RECORDS SHOWN:
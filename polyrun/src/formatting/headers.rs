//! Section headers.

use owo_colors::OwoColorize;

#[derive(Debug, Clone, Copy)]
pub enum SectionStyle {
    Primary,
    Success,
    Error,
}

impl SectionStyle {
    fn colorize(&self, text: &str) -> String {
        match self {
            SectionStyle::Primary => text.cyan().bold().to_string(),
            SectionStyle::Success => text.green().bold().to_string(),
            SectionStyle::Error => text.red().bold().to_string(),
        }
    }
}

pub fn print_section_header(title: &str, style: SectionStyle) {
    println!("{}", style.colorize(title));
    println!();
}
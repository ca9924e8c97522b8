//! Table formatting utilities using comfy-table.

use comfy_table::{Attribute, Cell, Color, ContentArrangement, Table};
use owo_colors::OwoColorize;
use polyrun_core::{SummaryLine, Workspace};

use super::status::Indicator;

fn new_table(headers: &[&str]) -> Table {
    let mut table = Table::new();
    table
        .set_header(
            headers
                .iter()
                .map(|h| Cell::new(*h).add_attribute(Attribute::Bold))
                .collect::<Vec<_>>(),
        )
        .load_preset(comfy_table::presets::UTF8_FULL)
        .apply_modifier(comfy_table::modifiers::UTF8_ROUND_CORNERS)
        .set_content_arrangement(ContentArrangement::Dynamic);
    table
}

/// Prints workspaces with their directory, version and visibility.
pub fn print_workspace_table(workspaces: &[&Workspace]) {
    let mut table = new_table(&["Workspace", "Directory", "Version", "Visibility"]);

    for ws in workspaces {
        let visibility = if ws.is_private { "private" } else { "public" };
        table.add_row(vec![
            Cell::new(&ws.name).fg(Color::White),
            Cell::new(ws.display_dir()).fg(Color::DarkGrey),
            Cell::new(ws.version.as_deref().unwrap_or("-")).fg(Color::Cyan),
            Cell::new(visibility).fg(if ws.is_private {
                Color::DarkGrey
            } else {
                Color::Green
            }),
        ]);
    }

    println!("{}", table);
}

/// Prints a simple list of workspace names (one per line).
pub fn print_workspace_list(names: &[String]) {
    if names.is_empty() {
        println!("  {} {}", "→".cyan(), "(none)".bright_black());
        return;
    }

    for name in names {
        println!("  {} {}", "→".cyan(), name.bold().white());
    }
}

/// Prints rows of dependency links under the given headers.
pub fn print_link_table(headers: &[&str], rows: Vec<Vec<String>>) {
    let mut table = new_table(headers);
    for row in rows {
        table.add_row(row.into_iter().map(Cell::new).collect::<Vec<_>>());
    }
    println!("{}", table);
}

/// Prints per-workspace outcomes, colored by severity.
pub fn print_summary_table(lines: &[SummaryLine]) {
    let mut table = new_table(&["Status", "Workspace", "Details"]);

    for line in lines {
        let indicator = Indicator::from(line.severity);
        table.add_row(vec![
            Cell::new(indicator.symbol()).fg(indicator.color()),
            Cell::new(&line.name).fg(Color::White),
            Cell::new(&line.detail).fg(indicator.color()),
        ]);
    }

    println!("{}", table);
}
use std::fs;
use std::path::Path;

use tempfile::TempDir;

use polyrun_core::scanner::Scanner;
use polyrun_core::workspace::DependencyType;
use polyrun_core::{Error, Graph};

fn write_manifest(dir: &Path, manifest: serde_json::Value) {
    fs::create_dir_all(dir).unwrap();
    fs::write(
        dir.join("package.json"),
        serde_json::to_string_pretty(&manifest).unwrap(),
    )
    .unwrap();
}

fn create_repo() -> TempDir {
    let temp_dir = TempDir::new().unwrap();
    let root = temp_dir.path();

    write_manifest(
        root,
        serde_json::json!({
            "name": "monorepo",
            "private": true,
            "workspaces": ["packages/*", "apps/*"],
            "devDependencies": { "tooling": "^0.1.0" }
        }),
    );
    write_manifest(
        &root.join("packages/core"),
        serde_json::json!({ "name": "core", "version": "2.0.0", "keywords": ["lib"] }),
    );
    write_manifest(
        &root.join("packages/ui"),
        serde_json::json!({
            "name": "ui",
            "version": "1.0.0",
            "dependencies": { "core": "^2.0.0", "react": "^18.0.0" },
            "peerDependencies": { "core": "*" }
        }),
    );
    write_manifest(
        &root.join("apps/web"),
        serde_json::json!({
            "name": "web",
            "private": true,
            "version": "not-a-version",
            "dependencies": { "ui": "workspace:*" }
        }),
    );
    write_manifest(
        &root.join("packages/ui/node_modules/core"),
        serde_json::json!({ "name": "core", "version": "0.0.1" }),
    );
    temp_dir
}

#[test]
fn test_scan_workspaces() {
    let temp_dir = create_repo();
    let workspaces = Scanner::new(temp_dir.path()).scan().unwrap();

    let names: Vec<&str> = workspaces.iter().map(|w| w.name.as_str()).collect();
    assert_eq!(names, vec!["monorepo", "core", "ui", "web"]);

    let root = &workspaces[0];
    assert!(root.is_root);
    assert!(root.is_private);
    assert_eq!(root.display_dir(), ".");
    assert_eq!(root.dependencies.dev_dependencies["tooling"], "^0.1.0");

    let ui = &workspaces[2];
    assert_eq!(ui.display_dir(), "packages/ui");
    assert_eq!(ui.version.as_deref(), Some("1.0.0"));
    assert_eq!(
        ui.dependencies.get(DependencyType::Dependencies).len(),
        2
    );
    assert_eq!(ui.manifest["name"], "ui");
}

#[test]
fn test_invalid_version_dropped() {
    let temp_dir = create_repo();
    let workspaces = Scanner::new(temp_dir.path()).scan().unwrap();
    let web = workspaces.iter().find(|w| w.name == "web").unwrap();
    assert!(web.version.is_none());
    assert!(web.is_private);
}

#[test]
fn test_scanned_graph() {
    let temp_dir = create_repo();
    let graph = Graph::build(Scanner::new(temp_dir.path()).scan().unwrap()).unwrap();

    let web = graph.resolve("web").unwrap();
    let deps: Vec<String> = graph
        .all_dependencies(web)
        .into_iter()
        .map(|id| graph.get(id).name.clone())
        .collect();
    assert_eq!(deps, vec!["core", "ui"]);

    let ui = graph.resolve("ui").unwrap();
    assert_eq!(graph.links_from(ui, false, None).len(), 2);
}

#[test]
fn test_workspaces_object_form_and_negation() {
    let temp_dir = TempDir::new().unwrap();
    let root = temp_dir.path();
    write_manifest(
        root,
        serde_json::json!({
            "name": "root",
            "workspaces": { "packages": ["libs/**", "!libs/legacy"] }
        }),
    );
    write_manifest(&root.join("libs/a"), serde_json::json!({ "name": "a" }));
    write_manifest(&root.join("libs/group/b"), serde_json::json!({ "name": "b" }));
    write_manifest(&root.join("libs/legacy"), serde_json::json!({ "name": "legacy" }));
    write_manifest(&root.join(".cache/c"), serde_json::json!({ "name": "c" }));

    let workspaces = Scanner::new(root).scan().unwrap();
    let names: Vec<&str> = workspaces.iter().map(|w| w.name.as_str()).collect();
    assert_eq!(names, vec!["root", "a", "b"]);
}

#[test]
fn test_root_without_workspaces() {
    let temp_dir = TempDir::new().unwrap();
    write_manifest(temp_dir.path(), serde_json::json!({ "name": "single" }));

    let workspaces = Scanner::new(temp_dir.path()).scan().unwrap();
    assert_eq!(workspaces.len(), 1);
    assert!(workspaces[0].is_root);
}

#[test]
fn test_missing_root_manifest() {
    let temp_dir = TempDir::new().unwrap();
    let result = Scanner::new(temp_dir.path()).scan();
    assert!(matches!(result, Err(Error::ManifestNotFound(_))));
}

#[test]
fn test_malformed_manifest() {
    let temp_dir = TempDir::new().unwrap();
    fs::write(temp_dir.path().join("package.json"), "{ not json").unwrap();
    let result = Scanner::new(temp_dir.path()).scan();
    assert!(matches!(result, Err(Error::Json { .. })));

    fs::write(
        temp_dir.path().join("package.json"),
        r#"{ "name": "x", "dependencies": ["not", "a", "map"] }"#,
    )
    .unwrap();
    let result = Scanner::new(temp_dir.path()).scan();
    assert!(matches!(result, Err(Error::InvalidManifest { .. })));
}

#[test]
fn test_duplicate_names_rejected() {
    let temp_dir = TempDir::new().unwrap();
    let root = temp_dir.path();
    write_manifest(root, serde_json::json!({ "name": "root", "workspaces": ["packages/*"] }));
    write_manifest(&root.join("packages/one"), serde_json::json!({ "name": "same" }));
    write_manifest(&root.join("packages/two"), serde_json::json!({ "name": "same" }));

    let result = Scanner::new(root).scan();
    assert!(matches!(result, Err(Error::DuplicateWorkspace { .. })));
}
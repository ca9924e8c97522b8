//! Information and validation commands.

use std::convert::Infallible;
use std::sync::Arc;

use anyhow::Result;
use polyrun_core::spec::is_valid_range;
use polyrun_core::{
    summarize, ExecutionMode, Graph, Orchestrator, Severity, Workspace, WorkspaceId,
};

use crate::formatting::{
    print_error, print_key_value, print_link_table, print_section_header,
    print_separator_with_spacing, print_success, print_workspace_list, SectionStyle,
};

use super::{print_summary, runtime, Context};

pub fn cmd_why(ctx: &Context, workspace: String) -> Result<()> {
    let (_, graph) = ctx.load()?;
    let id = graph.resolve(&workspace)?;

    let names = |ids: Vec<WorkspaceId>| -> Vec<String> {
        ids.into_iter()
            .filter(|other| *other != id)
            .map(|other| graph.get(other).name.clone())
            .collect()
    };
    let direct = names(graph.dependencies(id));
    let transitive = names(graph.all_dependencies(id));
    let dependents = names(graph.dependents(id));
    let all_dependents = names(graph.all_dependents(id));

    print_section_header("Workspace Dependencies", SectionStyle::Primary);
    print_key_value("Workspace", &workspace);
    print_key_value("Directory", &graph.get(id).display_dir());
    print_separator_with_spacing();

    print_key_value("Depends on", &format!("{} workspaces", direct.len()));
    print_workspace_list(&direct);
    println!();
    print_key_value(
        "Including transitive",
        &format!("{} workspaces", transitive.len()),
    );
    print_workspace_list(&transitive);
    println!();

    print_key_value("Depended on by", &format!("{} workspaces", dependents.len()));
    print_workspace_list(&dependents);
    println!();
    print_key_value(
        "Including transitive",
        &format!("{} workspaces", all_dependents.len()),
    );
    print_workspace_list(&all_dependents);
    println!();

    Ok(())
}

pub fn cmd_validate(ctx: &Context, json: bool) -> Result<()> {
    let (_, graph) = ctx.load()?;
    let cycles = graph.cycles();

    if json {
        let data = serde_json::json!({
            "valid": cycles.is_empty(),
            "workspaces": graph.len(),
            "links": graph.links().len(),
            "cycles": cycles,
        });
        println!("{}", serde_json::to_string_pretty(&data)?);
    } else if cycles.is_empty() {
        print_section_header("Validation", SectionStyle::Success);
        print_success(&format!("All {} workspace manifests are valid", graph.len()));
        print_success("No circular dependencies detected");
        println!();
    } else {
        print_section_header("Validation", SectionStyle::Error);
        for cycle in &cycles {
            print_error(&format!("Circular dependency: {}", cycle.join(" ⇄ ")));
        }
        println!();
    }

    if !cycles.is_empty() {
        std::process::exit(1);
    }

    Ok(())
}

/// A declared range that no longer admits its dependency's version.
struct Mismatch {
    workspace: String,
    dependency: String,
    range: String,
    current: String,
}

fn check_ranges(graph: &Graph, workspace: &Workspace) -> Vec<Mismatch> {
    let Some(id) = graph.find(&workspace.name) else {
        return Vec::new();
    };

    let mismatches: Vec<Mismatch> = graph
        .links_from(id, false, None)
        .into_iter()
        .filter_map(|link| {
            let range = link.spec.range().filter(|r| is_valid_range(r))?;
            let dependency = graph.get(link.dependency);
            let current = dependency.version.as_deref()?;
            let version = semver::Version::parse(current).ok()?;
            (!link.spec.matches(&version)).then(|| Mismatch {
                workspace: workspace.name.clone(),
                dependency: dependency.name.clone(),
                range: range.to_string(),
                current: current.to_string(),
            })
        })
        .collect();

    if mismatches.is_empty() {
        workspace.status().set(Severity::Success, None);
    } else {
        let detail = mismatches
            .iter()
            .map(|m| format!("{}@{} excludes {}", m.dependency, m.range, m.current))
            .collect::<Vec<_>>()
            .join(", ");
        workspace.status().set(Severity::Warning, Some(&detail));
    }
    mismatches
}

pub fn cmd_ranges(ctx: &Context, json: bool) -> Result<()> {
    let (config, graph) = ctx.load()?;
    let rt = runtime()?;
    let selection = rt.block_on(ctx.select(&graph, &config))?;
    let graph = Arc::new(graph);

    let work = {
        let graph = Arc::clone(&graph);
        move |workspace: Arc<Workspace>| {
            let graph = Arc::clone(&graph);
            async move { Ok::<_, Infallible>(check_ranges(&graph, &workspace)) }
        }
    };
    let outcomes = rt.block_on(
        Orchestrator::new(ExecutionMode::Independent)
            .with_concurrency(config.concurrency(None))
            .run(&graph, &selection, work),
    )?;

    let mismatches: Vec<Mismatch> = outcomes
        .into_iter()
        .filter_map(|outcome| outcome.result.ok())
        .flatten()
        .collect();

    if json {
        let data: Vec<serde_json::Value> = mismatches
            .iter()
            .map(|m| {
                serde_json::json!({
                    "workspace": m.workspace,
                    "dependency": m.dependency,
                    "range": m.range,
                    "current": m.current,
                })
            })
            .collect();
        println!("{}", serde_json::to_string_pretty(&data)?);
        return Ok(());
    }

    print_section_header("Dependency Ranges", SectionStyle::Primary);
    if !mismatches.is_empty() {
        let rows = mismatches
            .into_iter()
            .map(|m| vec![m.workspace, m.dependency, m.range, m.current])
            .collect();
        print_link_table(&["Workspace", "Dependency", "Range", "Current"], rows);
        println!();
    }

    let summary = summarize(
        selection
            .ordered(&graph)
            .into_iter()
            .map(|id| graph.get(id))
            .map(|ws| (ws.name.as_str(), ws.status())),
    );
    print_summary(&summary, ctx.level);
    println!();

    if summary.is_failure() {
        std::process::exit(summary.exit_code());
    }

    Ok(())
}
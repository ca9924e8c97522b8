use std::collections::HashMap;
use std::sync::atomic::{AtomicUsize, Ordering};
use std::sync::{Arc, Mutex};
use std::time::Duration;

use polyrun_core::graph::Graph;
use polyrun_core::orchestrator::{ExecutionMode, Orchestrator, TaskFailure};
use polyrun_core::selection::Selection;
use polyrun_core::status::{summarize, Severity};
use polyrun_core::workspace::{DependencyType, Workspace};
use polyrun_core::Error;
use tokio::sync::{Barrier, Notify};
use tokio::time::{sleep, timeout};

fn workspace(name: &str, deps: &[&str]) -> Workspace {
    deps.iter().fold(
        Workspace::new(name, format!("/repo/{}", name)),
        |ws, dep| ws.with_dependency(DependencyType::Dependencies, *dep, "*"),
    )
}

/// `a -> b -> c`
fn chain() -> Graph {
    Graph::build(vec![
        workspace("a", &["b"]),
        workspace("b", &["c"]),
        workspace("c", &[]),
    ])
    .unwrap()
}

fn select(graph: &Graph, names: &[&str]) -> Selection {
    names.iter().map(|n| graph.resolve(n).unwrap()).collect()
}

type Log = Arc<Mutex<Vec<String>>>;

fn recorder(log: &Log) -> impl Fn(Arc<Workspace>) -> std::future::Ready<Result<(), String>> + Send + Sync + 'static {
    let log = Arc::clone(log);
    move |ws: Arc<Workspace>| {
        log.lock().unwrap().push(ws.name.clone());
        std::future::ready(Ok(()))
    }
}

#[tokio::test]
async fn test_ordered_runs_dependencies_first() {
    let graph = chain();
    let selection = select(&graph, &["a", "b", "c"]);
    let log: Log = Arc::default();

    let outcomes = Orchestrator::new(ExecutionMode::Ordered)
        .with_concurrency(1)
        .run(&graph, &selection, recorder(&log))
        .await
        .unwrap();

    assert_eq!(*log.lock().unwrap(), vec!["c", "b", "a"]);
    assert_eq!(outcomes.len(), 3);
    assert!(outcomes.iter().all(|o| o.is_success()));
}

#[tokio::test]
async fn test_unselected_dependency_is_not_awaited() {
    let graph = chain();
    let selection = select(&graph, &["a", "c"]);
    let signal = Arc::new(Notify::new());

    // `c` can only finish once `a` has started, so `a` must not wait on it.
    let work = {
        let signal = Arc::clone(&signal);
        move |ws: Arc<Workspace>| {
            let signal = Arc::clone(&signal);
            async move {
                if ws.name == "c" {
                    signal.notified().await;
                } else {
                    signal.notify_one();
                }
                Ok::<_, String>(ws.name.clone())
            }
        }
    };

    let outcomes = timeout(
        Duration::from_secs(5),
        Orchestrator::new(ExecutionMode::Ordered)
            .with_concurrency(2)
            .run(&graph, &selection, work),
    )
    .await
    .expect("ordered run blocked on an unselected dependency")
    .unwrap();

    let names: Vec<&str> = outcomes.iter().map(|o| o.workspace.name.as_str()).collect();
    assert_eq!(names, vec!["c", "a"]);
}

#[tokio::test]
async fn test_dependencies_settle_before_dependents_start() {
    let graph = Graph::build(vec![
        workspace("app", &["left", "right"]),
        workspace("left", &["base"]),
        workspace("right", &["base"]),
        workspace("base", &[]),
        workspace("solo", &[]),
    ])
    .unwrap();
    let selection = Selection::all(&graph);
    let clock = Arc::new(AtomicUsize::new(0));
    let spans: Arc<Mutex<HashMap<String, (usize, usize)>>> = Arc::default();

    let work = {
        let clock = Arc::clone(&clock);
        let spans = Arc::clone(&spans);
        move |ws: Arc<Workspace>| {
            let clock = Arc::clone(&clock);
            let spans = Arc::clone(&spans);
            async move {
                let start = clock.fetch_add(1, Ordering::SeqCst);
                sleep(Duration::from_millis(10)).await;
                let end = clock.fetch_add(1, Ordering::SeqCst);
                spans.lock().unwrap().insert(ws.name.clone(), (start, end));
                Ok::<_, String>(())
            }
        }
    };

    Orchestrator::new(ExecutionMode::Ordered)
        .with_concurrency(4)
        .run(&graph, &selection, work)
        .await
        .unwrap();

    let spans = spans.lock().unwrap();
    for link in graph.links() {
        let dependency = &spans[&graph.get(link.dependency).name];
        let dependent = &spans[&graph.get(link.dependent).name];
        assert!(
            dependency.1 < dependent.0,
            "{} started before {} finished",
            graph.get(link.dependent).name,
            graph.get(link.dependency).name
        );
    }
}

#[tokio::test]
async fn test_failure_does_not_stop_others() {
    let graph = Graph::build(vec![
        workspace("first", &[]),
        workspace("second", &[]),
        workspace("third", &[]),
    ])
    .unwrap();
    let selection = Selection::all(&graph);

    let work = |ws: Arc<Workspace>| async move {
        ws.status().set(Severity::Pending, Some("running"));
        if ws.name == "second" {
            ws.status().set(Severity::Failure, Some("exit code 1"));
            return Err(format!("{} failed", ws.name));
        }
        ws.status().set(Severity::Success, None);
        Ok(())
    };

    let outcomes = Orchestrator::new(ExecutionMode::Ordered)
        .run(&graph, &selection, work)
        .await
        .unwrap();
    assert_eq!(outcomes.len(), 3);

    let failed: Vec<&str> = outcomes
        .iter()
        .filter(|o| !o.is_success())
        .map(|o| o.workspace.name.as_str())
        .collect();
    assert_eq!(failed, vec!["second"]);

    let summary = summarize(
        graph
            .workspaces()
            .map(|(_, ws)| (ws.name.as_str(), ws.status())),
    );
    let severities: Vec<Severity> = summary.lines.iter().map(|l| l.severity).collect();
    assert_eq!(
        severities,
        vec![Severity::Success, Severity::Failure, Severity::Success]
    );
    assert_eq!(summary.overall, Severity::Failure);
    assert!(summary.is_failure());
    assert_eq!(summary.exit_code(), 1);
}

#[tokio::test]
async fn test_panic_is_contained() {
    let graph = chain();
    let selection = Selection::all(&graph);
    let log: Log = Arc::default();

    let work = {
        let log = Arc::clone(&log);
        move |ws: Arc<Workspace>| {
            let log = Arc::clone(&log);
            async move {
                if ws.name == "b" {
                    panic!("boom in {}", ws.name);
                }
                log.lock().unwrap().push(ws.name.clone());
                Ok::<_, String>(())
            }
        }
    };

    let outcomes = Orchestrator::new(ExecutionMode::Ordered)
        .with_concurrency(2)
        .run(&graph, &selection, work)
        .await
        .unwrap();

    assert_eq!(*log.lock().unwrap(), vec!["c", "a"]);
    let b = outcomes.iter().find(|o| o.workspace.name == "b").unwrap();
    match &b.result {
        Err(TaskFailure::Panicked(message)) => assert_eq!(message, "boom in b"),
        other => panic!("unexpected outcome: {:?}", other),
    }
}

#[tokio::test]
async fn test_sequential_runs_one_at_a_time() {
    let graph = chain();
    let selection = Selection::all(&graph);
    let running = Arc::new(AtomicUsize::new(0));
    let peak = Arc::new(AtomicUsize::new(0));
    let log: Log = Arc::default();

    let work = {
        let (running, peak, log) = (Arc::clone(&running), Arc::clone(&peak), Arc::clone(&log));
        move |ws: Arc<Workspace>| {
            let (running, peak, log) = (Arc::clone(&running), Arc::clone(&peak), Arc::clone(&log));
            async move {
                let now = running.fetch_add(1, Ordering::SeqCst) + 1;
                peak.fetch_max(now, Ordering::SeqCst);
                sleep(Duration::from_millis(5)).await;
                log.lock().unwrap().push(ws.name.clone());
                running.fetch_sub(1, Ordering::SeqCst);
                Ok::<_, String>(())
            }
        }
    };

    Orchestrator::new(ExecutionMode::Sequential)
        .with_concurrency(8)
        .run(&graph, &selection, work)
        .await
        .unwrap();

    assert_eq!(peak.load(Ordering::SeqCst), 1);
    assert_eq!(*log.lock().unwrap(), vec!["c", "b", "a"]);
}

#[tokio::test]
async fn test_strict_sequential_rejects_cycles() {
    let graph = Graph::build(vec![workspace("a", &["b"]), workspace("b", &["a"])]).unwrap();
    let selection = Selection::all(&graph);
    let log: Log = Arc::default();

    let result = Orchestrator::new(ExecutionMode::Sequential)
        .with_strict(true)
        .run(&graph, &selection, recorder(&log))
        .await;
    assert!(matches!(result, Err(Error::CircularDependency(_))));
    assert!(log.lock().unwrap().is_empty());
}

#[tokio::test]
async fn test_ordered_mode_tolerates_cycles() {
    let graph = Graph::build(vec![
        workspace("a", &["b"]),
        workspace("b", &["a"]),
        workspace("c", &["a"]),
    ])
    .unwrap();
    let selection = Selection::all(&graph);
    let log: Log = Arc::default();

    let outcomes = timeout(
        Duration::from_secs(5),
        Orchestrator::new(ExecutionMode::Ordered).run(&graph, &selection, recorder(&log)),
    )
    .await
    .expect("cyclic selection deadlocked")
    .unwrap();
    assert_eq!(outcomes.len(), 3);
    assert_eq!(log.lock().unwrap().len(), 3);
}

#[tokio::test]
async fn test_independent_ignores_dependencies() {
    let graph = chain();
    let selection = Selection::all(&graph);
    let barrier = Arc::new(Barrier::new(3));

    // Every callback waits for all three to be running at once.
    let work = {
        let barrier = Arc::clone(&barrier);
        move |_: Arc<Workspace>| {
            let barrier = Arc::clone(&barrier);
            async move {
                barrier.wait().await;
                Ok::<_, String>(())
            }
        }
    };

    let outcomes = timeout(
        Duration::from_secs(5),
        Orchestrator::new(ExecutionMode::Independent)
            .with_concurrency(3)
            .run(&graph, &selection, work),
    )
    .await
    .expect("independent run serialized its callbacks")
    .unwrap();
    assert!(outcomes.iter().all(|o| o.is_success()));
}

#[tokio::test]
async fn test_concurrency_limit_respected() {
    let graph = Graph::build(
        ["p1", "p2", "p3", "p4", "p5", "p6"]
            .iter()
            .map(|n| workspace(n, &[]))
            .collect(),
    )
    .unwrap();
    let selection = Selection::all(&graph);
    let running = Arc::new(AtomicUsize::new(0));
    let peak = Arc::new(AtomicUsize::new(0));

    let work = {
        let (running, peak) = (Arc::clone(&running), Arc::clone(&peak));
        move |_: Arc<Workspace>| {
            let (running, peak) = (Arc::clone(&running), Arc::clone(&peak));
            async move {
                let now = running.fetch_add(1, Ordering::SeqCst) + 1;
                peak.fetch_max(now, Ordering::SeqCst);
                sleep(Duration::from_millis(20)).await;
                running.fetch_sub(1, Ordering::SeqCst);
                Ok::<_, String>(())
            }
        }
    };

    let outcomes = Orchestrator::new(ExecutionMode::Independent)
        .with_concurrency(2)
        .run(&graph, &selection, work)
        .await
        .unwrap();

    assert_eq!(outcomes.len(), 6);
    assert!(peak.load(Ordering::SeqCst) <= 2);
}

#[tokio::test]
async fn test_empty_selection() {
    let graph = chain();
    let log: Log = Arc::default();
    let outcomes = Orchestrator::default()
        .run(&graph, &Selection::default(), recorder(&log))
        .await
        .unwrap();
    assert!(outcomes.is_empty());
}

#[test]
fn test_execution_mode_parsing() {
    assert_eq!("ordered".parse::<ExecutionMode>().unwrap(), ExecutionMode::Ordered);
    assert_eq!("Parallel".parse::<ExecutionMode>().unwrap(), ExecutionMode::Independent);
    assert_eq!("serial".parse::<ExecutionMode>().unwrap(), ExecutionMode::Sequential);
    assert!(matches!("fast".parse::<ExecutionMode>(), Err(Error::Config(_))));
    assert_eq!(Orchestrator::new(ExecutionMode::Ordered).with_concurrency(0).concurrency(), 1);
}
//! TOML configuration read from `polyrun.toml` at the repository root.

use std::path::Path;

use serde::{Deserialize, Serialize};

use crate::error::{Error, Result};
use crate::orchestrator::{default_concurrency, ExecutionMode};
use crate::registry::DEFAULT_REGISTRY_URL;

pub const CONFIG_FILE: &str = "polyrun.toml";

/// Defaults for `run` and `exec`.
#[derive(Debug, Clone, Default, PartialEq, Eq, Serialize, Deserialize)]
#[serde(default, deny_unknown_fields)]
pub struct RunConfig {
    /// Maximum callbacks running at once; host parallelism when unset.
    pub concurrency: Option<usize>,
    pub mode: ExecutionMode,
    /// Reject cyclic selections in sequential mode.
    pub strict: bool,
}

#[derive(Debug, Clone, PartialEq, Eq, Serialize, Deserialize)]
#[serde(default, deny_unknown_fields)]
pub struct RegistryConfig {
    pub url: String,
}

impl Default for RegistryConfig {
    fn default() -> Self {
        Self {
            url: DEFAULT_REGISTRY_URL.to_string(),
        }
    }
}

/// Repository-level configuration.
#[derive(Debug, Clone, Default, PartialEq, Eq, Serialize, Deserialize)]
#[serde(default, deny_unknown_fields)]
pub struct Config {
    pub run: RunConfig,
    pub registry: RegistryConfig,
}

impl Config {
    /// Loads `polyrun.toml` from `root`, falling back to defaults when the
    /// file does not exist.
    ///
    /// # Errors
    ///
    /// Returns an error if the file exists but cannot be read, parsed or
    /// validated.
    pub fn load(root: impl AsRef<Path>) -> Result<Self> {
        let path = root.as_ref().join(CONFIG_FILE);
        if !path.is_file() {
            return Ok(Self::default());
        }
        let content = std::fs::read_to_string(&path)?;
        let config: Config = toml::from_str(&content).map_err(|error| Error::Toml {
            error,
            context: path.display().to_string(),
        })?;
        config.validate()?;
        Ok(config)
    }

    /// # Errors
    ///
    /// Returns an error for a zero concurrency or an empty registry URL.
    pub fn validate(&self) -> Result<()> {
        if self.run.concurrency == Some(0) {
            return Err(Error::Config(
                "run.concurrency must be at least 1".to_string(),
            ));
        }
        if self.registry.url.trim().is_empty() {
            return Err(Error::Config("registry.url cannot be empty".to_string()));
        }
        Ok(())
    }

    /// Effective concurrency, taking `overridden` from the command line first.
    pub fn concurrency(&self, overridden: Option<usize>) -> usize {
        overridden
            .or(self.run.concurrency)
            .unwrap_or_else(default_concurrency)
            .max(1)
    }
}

WHAT IS REQUIRED: Extract, please, the lines from the start of the entries above through the one with "Color::Green", both included, reproducing each exactly and adding nothing.

EXERCISE OUTPUT:
filename polyrun/src/formatting/headers.rs
//! Section headers.

use owo_colors::OwoColorize;

#[derive(Debug, Clone, Copy)]
pub enum SectionStyle {
    Primary,
    Success,
    Error,
}

impl SectionStyle {
    fn colorize(&self, text: &str) -> String {
        match self {
            SectionStyle::Primary => text.cyan().bold().to_string(),
            SectionStyle::Success => text.green().bold().to_string(),
            SectionStyle::Error => text.red().bold().to_string(),
        }
    }
}

pub fn print_section_header(title: &str, style: SectionStyle) {
    println!("{}", style.colorize(title));
    println!();
}
repository ca9924e8c97522b8
//! Table formatting utilities using comfy-table.

use comfy_table::{Attribute, Cell, Color, ContentArrangement, Table};
use owo_colors::OwoColorize;
use polyrun_core::{SummaryLine, Workspace};

use super::status::Indicator;

fn new_table(headers: &[&str]) -> Table {
    let mut table = Table::new();
    table
        .set_header(
            headers
                .iter()
                .map(|h| Cell::new(*h).add_attribute(Attribute::Bold))
                .collect::<Vec<_>>(),
        )
        .load_preset(comfy_table::presets::UTF8_FULL)
        .apply_modifier(comfy_table::modifiers::UTF8_ROUND_CORNERS)
        .set_content_arrangement(ContentArrangement::Dynamic);
    table
}

/// Prints workspaces with their directory, version and visibility.
pub fn print_workspace_table(workspaces: &[&Workspace]) {
    let mut table = new_table(&["Workspace", "Directory", "Version", "Visibility"]);

    for ws in workspaces {
        let visibility = if ws.is_private { "private" } else { "public" };
        table.add_row(vec![
            Cell::new(&ws.name).fg(Color::White),
            Cell::new(ws.display_dir()).fg(Color::DarkGrey),
            Cell::new(ws.version.as_deref().unwrap_or("-")).fg(Color::Cyan),
            Cell::new(visibility).fg(if ws.is_private {
                Color::DarkGrey
            } else {
                Color::Green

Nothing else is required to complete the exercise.